-- TASK ITEM --
Return every record in full. Match each one exactly.

-- DATA FOR REVIEW --
▶

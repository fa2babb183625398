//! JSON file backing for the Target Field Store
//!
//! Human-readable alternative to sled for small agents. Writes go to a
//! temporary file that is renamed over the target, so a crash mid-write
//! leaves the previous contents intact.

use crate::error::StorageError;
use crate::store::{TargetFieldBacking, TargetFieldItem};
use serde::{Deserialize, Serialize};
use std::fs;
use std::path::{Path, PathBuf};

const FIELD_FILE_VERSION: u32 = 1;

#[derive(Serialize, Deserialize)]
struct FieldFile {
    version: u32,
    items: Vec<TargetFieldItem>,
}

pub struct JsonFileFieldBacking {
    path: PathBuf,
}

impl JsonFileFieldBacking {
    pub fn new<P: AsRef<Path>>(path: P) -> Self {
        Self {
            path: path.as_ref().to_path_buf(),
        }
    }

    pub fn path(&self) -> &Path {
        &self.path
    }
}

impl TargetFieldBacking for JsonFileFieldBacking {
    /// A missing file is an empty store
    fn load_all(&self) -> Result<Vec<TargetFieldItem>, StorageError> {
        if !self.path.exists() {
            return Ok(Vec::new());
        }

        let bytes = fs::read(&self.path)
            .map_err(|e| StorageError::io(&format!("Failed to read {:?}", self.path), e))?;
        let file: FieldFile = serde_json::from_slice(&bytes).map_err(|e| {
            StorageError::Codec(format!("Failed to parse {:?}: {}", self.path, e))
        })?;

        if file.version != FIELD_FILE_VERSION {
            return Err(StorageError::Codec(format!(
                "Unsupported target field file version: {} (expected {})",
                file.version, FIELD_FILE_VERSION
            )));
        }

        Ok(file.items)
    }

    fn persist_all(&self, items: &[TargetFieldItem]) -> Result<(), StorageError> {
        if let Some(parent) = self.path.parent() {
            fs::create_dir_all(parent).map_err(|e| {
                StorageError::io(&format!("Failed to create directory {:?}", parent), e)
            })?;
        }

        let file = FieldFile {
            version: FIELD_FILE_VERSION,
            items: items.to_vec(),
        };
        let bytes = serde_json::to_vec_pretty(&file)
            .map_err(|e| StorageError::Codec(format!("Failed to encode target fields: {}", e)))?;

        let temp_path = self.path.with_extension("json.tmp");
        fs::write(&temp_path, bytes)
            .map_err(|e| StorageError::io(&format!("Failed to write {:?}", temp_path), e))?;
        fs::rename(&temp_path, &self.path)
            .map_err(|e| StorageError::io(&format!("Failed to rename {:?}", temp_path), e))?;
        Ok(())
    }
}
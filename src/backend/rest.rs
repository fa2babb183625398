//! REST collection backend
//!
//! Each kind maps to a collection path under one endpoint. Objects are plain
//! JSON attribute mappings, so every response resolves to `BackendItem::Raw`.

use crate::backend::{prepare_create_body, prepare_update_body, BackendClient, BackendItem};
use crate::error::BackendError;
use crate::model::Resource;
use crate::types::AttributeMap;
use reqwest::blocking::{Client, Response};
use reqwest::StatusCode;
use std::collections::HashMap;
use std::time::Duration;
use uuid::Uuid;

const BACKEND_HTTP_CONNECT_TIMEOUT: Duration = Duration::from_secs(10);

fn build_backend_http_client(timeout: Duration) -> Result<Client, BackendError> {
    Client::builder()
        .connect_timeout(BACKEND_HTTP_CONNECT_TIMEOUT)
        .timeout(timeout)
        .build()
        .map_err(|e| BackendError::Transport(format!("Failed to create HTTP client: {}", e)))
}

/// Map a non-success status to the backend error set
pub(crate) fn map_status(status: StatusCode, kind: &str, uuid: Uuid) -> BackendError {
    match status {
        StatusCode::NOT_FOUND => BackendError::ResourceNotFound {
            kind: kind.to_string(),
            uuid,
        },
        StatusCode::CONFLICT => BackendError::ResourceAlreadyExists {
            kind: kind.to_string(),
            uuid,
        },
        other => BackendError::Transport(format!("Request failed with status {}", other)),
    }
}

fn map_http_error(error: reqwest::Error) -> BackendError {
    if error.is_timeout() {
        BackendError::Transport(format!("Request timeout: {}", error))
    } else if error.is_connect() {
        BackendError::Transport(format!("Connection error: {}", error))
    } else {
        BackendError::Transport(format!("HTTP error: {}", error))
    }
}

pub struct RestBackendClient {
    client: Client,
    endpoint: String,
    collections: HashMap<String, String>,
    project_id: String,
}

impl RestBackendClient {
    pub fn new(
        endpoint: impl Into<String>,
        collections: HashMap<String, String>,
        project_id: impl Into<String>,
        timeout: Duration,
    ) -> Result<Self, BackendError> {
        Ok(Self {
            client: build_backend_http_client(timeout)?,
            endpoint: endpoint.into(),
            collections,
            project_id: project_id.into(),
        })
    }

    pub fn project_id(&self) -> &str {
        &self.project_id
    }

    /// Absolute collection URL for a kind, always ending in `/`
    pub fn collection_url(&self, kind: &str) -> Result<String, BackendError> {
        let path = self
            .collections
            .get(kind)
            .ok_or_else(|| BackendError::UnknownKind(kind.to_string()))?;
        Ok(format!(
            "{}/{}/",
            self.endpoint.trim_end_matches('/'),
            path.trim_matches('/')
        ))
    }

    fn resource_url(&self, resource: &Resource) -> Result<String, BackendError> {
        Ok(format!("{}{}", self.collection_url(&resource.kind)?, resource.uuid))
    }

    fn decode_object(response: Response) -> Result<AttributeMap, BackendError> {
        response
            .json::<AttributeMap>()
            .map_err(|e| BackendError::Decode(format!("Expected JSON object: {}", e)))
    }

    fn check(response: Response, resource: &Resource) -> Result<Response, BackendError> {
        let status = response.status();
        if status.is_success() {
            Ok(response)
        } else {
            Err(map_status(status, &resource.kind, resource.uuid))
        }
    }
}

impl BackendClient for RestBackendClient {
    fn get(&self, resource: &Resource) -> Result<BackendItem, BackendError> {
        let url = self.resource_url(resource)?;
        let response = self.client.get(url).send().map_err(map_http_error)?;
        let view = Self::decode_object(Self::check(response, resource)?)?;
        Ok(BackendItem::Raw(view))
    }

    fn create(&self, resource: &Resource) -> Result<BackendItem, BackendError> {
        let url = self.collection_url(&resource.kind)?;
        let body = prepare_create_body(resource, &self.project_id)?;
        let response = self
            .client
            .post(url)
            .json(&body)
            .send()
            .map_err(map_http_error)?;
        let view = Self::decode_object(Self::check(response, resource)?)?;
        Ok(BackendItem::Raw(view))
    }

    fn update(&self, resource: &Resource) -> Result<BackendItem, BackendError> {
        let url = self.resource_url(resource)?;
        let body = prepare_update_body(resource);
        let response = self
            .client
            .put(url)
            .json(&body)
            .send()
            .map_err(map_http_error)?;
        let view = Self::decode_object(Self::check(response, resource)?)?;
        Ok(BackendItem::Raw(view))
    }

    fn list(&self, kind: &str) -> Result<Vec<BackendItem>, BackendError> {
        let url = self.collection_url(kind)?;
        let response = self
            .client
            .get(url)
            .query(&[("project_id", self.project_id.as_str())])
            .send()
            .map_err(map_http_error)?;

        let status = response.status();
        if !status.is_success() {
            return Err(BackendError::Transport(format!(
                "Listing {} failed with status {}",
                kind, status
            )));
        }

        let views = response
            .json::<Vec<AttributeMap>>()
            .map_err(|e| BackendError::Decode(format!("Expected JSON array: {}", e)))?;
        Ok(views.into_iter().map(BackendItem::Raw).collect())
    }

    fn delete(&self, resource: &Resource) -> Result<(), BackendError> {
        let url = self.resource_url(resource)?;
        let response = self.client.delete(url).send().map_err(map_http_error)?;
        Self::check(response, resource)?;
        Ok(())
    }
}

◀

-- SOLVED PROBLEM --
repository fa2babb183625398
//! JSON file backing for the Target Field Store
//!
//! Human-readable alternative to sled for small agents. Writes go to a
//! temporary file that is renamed over the target, so a crash mid-write
//! leaves the previous contents intact.

use crate::error::StorageError;
use crate::store::{TargetFieldBacking, TargetFieldItem};
use serde::{Deserialize, Serialize};
use std::fs;
use std::path::{Path, PathBuf};

const FIELD_FILE_VERSION: u32 = 1;

#[derive(Serialize, Deserialize)]
struct FieldFile {
    version: u32,
    items: Vec<TargetFieldItem>,
}

pub struct JsonFileFieldBacking {
    path: PathBuf,
}

impl JsonFileFieldBacking {
    pub fn new<P: AsRef<Path>>(path: P) -> Self {
        Self {
            path: path.as_ref().to_path_buf(),
        }
    }

    pub fn path(&self) -> &Path {
        &self.path
    }
}

impl TargetFieldBacking for JsonFileFieldBacking {
    /// A missing file is an empty store
    fn load_all(&self) -> Result<Vec<TargetFieldItem>, StorageError> {
        if !self.path.exists() {
            return Ok(Vec::new());
        }

        let bytes = fs::read(&self.path)
            .map_err(|e| StorageError::io(&format!("Failed to read {:?}", self.path), e))?;
        let file: FieldFile = serde_json::from_slice(&bytes).map_err(|e| {
            StorageError::Codec(format!("Failed to parse {:?}: {}", self.path, e))
        })?;

        if file.version != FIELD_FILE_VERSION {
            return Err(StorageError::Codec(format!(
                "Unsupported target field file version: {} (expected {})",
                file.version, FIELD_FILE_VERSION
            )));
        }

        Ok(file.items)
    }

    fn persist_all(&self, items: &[TargetFieldItem]) -> Result<(), StorageError> {
        if let Some(parent) = self.path.parent() {
            fs::create_dir_all(parent).map_err(|e| {
                StorageError::io(&format!("Failed to create directory {:?}", parent), e)
            })?;
        }

        let file = FieldFile {
            version: FIELD_FILE_VERSION,
            items: items.to_vec(),
        };
        let bytes = serde_json::to_vec_pretty(&file)
            .map_err(|e| StorageError::Codec(format!("Failed to encode target fields: {}", e)))?;

        let temp_path = self.path.with_extension("json.tmp");
        fs::write(&temp_path, bytes)
            .map_err(|e| StorageError::io(&format!("Failed to write {:?}", temp_path), e))?;
        fs::rename(&temp_path, &self.path)
            .map_err(|e| StorageError::io(&format!("Failed to rename {:?}", temp_path), e))?;
        Ok(())
    }
}
filename src/backend/rest.rs
repository fa2babb183625398
//! REST collection backend
//!
//! Each kind maps to a collection path under one endpoint. Objects are plain
//! JSON attribute mappings, so every response resolves to `BackendItem::Raw`.

use crate::backend::{prepare_create_body, prepare_update_body, BackendClient, BackendItem};
use crate::error::BackendError;
use crate::model::Resource;
use crate::types::AttributeMap;
use reqwest::blocking::{Client, Response};
use reqwest::StatusCode;
use std::collections::HashMap;
use std::time::Duration;
use uuid::Uuid;

const BACKEND_HTTP_CONNECT_TIMEOUT: Duration = Duration::from_secs(10);

fn build_backend_http_client(timeout: Duration) -> Result<Client, BackendError> {
    Client::builder()
        .connect_timeout(BACKEND_HTTP_CONNECT_TIMEOUT)
        .timeout(timeout)
        .build()
        .map_err(|e| BackendError::Transport(format!("Failed to create HTTP client: {}", e)))
}

/// Map a non-success status to the backend error set
pub(crate) fn map_status(status: StatusCode, kind: &str, uuid: Uuid) -> BackendError {
    match status {
        StatusCode::NOT_FOUND => BackendError::ResourceNotFound {
            kind: kind.to_string(),
            uuid,
        },
        StatusCode::CONFLICT => BackendError::ResourceAlreadyExists {
            kind: kind.to_string(),
            uuid,
        },
        other => BackendError::Transport(format!("Request failed with status {}", other)),
    }
}

fn map_http_error(error: reqwest::Error) -> BackendError {
    if error.is_timeout() {
        BackendError::Transport(format!("Request timeout: {}", error))
    } else if error.is_connect() {
        BackendError::Transport(format!("Connection error: {}", error))
    } else {
        BackendError::Transport(format!("HTTP error: {}", error))
    }
}

pub struct RestBackendClient {
    client: Client,
    endpoint: String,
    collections: HashMap<String, String>,
    project_id: String,
}

impl RestBackendClient {
    pub fn new(
        endpoint: impl Into<String>,
        collections: HashMap<String, String>,
        project_id: impl Into<String>,
        timeout: Duration,
    ) -> Result<Self, BackendError> {
        Ok(Self {
            client: build_backend_http_client(timeout)?,
            endpoint: endpoint.into(),
            collections,
            project_id: project_id.into(),
        })
    }

    pub fn project_id(&self) -> &str {
        &self.project_id
    }

    /// Absolute collection URL for a kind, always ending in `/`
    pub fn collection_url(&self, kind: &str) -> Result<String, BackendError> {
        let path = self
            .collections
            .get(kind)
            .ok_or_else(|| BackendError::UnknownKind(kind.to_string()))?;
        Ok(format!(
            "{}/{}/",
            self.endpoint.trim_end_matches('/'),
            path.trim_matches('/')
        ))
    }

    fn resource_url(&self, resource: &Resource) -> Result<String, BackendError> {
        Ok(format!("{}{}", self.collection_url(&resource.kind)?, resource.uuid))
    }

    fn decode_object(response: Response) -> Result<AttributeMap, BackendError> {
        response
            .json::<AttributeMap>()
            .map_err(|e| BackendError::Decode(format!("Expected JSON object: {}", e)))
    }

    fn check(response: Response, resource: &Resource) -> Result<Response, BackendError> {
        let status = response.status();
        if status.is_success() {
            Ok(response)
        } else {
            Err(map_status(status, &resource.kind, resource.uuid))
        }
    }
}

impl BackendClient for RestBackendClient {
    fn get(&self, resource: &Resource) -> Result<BackendItem, BackendError> {
        let url = self.resource_url(resource)?;
        let response = self.client.get(url).send().map_err(map_http_error)?;
        let view = Self::decode_object(Self::check(response, resource)?)?;
        Ok(BackendItem::Raw(view))
    }

    fn create(&self, resource: &Resource) -> Result<BackendItem, BackendError> {
        let url = self.collection_url(&resource.kind)?;
        let body = prepare_create_body(resource, &self.project_id)?;
        let response = self
            .client
            .post(url)
            .json(&body)
            .send()
            .map_err(map_http_error)?;
        let view = Self::decode_object(Self::check(response, resource)?)?;
        Ok(BackendItem::Raw(view))
    }

    fn update(&self, resource: &Resource) -> Result<BackendItem, BackendError> {
        let url = self.resource_url(resource)?;
        let body = prepare_update_body(resource);
        let response = self
            .client
            .put(url)
            .json(&body)
            .send()
            .map_err(map_http_error)?;
        let view = Self::decode_object(Self::check(response, resource)?)?;
        Ok(BackendItem::Raw(view))
    }

    fn list(&self, kind: &str) -> Result<Vec<BackendItem>, BackendError> {
        let url = self.collection_url(kind)?;
        let response = self
            .client
            .get(url)
            .query(&[("project_id", self.project_id.as_str())])
            .send()
            .map_err(map_http_error)?;

        let status = response.status();
        if !status.is_success() {
            return Err(BackendError::Transport(format!(
                "Listing {} failed with status {}",
                kind, status
            )));
        }

        let views = response
            .json::<Vec<AttributeMap>>()
            .map_err(|e| BackendError::Decode(format!("Expected JSON array: {}", e)))?;
        Ok(views.into_iter().map(BackendItem::Raw).collect())
    }

    fn delete(&self, resource: &Resource) -> Result<(), BackendError> {
        let url = self.resource_url(resource)?;
        let response = self.client.delete(url).send().map_err(map_http_error)?;
        Self::check(response, resource)?;
        Ok(())
    }
}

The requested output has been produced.